EXERCISE REQUIREMENTS:
Could you find every line in the records below that contains the word "match" and copy it?

STUDY MATERIAL:
_ _ _ _

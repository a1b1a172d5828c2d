use crate::config::Settings;

/// Settings to run with, plus why the defaults were used instead (if they were).
pub struct Loaded {
    pub settings: Settings,
    pub fallback_reason: Option<String>,
}

/// Load and validate settings. Never fails: bad or unreadable config means
/// defaults, and a line on stderr before the terminal is taken over.
pub fn load_settings() -> Loaded {
    let fallback_reason = match Settings::load() {
        Ok(settings) => match settings.validate() {
            Ok(()) => {
                return Loaded {
                    settings,
                    fallback_reason: None,
                };
            }
            Err(msg) => format!("invalid config: {msg}"),
        },
        Err(e) => format!("failed to load config: {e}"),
    };

    eprintln!("nocturne: {fallback_reason}, using defaults");
    Loaded {
        settings: Settings::default(),
        fallback_reason: Some(fallback_reason),
    }
}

_ _ _ _

RESULT:
    let fallback_reason = match Settings::load() {
        Ok(settings) => match settings.validate() {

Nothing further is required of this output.